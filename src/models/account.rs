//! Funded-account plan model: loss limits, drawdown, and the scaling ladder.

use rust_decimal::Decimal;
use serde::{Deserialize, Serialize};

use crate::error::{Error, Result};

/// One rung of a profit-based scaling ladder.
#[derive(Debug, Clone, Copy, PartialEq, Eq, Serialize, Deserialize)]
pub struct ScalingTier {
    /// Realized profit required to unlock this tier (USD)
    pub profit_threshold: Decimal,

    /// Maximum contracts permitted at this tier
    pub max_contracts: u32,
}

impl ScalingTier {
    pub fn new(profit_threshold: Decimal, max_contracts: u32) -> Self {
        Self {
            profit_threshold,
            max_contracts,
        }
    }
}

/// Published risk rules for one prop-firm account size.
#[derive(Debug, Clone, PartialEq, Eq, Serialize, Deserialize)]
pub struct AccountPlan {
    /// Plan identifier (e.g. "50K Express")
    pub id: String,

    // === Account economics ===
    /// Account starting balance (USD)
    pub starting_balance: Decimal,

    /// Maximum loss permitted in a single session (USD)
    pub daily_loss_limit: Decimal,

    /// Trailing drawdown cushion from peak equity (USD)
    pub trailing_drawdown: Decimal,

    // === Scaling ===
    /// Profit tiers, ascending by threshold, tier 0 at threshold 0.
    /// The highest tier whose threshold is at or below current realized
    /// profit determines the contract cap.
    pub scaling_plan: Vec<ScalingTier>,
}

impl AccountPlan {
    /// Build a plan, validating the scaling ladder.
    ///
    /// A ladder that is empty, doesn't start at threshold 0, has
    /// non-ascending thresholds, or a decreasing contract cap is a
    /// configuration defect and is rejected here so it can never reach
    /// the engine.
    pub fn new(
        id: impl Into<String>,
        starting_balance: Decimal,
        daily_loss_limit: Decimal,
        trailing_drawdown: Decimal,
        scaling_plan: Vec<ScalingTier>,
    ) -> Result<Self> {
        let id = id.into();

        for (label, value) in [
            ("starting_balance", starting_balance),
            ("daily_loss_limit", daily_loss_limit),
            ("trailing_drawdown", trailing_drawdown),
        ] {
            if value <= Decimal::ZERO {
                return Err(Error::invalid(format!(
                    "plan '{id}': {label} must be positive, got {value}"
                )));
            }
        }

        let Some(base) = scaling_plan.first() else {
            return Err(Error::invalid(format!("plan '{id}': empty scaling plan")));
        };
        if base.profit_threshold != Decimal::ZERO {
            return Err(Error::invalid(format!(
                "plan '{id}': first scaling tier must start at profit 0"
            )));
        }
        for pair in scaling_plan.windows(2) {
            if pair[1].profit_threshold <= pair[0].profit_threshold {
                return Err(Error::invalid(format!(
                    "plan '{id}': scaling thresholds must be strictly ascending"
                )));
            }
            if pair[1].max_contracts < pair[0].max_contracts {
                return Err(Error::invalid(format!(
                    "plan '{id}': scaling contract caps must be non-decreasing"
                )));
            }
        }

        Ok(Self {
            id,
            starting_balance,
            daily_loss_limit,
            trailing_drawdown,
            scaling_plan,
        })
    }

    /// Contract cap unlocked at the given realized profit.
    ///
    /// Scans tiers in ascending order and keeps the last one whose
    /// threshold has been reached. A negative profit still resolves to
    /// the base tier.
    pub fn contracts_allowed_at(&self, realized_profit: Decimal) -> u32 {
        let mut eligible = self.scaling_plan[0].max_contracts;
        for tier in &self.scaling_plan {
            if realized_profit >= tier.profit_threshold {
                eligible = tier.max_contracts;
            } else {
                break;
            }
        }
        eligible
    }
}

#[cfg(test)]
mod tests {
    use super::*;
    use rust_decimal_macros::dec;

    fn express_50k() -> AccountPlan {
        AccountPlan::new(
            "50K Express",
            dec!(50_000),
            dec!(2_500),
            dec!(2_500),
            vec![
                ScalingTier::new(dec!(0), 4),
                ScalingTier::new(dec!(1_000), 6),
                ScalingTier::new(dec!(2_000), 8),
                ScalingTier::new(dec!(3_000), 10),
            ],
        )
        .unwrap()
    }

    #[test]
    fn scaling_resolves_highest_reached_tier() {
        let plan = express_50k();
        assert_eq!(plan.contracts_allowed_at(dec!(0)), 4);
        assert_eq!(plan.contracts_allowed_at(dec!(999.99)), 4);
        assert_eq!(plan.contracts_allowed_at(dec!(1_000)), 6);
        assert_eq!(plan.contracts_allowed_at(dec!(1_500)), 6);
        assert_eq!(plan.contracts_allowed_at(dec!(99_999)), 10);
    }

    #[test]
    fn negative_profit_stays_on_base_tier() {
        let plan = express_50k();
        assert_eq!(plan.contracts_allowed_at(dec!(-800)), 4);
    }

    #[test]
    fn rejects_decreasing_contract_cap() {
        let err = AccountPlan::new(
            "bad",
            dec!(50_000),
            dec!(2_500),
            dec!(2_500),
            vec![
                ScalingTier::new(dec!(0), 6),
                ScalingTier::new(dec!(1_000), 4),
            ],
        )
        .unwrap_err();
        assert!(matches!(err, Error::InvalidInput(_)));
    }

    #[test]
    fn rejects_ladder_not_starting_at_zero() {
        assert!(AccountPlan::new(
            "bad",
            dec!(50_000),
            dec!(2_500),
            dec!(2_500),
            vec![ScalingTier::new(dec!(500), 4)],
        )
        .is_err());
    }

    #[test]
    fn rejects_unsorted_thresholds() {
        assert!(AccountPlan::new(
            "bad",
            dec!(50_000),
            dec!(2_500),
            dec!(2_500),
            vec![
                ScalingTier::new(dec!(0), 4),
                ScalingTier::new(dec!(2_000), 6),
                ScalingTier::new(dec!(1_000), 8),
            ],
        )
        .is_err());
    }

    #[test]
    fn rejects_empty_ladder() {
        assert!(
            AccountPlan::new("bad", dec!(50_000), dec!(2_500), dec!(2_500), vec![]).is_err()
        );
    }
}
_____
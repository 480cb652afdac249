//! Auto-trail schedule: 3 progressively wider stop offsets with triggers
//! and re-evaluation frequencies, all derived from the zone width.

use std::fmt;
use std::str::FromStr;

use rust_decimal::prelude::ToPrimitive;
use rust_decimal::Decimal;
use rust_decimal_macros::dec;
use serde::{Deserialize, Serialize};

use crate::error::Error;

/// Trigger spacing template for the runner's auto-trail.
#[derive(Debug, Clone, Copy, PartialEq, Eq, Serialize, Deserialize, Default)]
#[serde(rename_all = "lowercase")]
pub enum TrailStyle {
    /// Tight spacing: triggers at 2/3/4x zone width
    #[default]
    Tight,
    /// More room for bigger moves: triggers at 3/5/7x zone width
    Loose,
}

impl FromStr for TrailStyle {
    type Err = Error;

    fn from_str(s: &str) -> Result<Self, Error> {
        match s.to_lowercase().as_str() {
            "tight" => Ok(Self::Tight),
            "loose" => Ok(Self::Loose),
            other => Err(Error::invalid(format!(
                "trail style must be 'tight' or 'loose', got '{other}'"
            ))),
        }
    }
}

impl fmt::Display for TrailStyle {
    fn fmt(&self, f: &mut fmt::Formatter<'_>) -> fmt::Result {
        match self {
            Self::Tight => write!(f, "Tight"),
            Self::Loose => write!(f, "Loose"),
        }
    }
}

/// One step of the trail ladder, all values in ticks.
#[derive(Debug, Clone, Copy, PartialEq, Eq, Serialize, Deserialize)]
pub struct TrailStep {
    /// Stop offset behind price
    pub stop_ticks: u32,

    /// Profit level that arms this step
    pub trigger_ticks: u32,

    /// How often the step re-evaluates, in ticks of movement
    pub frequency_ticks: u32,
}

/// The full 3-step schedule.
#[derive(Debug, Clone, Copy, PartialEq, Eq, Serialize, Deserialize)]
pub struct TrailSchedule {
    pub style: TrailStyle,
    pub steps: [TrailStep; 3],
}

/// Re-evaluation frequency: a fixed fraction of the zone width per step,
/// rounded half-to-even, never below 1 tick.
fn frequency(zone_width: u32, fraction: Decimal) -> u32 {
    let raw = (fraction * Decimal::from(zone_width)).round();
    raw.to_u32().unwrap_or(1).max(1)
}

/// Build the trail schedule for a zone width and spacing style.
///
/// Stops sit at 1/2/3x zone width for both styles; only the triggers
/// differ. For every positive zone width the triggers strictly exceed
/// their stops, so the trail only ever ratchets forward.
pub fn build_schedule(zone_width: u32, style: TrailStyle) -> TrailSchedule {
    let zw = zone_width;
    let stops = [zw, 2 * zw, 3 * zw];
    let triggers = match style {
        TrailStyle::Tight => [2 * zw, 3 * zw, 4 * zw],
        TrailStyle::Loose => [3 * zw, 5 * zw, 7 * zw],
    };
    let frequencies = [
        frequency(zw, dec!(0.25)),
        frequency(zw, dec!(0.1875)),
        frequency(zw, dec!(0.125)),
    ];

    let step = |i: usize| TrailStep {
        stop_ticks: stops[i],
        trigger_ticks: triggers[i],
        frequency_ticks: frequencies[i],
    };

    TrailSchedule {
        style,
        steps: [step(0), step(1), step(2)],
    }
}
_____
» **PROBLEM DESCRIPTION**
Pull each line holding "steps" out of the listing.

» **SOLVED EXERCISE**
    pub steps: [TrailStep; 3],
        steps: [step(0), step(1), step(2)],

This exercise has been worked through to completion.